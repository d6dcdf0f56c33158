//! # 三维能带图配置
//!
//! 显式列出可识别的图表选项及默认值。
//!
//! ## 依赖关系
//! - 被 `plot/surface.rs` 和 `commands/plot.rs` 使用

use serde::{Deserialize, Serialize};

/// 图表输出格式
#[derive(Debug, Clone, Copy, PartialEq, Eq, Default, Serialize, Deserialize)]
pub enum PlotFormat {
    #[default]
    Png,
    Svg,
}

impl PlotFormat {
    /// 由文件扩展名推断，未知扩展名按 PNG 处理
    pub fn from_path(path: &std::path::Path) -> Self {
        match path
            .extension()
            .and_then(|e| e.to_str())
            .map(|s| s.to_lowercase())
            .as_deref()
        {
            Some("svg") => PlotFormat::Svg,
            _ => PlotFormat::Png,
        }
    }
}

/// 图表四周留白（像素）
#[derive(Debug, Clone, Copy, PartialEq, Eq, Serialize, Deserialize)]
pub struct PlotMargin {
    pub left: u32,
    pub right: u32,
    pub bottom: u32,
    pub top: u32,
}

impl Default for PlotMargin {
    fn default() -> Self {
        PlotMargin {
            left: 65,
            right: 50,
            bottom: 65,
            top: 90,
        }
    }
}

/// 三维能带曲面图配置
#[derive(Debug, Clone, PartialEq, Serialize, Deserialize)]
pub struct BandPlotConfig {
    /// 图标题
    pub title: String,

    /// 图宽（像素）
    pub width: u32,

    /// 图高（像素）
    pub height: u32,

    /// 留白
    pub margin: PlotMargin,

    /// 坐标轴标题字号
    pub label_size: u32,

    /// x, y, z (kx, ky, Energy) 方向的长宽比
    pub aspect: [f64; 3],

    /// 三维输入中能带索引所在的轴
    pub band_axis: usize,

    /// 输出格式
    pub format: PlotFormat,
}

impl Default for BandPlotConfig {
    fn default() -> Self {
        BandPlotConfig {
            title: String::new(),
            width: 600,
            height: 600,
            margin: PlotMargin::default(),
            label_size: 30,
            aspect: [1.0, 1.0, 1.0],
            band_axis: 0,
            format: PlotFormat::Png,
        }
    }
}
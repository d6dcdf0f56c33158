//! # bandana 命令行入口
//!
//! ## 子命令
//! - `geometry`  - 解析 geometry.in，导出 POSCAR / CSV
//! - `homo-lumo` - HOMO/LUMO 列索引
//! - `bands`     - 加载能带能量矩阵
//! - `pad`       - 对称填充矩阵
//! - `plot`      - 三维能带曲面图
//!
//! ## 依赖关系
//! ```text
//! main.rs
//!   ├── cli/        (命令行参数定义)
//!   ├── commands/   (命令执行逻辑)
//!   │     └── bandana 库 (parsers, padding, plot, export)
//!   └── utils/      (输出、进度条、文件收集)
//! ```

mod cli;
mod commands;
mod utils;

use clap::Parser;
use cli::Cli;

fn main() {
    // Initialize colored output for Windows compatibility
    #[cfg(windows)]
    colored::control::set_virtual_terminal(true).ok();

    let cli = Cli::parse();

    if let Err(e) = commands::run(cli.command) {
        utils::output::print_error(&format!("{}", e));
        std::process::exit(1);
    }
}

- **Assigned task**
Nothing in the data above may be skipped; repeat it all exactly.

- **Result below**
repository d6dcdf0f56c33158
//! # 三维能带图配置
//!
//! 显式列出可识别的图表选项及默认值。
//!
//! ## 依赖关系
//! - 被 `plot/surface.rs` 和 `commands/plot.rs` 使用

use serde::{Deserialize, Serialize};

/// 图表输出格式
#[derive(Debug, Clone, Copy, PartialEq, Eq, Default, Serialize, Deserialize)]
pub enum PlotFormat {
    #[default]
    Png,
    Svg,
}

impl PlotFormat {
    /// 由文件扩展名推断，未知扩展名按 PNG 处理
    pub fn from_path(path: &std::path::Path) -> Self {
        match path
            .extension()
            .and_then(|e| e.to_str())
            .map(|s| s.to_lowercase())
            .as_deref()
        {
            Some("svg") => PlotFormat::Svg,
            _ => PlotFormat::Png,
        }
    }
}

/// 图表四周留白（像素）
#[derive(Debug, Clone, Copy, PartialEq, Eq, Serialize, Deserialize)]
pub struct PlotMargin {
    pub left: u32,
    pub right: u32,
    pub bottom: u32,
    pub top: u32,
}

impl Default for PlotMargin {
    fn default() -> Self {
        PlotMargin {
            left: 65,
            right: 50,
            bottom: 65,
            top: 90,
        }
    }
}

/// 三维能带曲面图配置
#[derive(Debug, Clone, PartialEq, Serialize, Deserialize)]
pub struct BandPlotConfig {
    /// 图标题
    pub title: String,

    /// 图宽（像素）
    pub width: u32,

    /// 图高（像素）
    pub height: u32,

    /// 留白
    pub margin: PlotMargin,

    /// 坐标轴标题字号
    pub label_size: u32,

    /// x, y, z (kx, ky, Energy) 方向的长宽比
    pub aspect: [f64; 3],

    /// 三维输入中能带索引所在的轴
    pub band_axis: usize,

    /// 输出格式
    pub format: PlotFormat,
}

impl Default for BandPlotConfig {
    fn default() -> Self {
        BandPlotConfig {
            title: String::new(),
            width: 600,
            height: 600,
            margin: PlotMargin::default(),
            label_size: 30,
            aspect: [1.0, 1.0, 1.0],
            band_axis: 0,
            format: PlotFormat::Png,
        }
    }
}
repository d6dcdf0f56c33158
//! # bandana 命令行入口
//!
//! ## 子命令
//! - `geometry`  - 解析 geometry.in，导出 POSCAR / CSV
//! - `homo-lumo` - HOMO/LUMO 列索引
//! - `bands`     - 加载能带能量矩阵
//! - `pad`       - 对称填充矩阵
//! - `plot`      - 三维能带曲面图
//!
//! ## 依赖关系
//! ```text
//! main.rs
//!   ├── cli/        (命令行参数定义)
//!   ├── commands/   (命令执行逻辑)
//!   │     └── bandana 库 (parsers, padding, plot, export)
//!   └── utils/      (输出、进度条、文件收集)
//! ```

mod cli;
mod commands;
mod utils;

use clap::Parser;
use cli::Cli;

fn main() {
    // Initialize colored output for Windows compatibility
    #[cfg(windows)]
    colored::control::set_virtual_terminal(true).ok();

    let cli = Cli::parse();

    if let Err(e) = commands::run(cli.command) {
        utils::output::print_error(&format!("{}", e));
        std::process::exit(1);
    }
}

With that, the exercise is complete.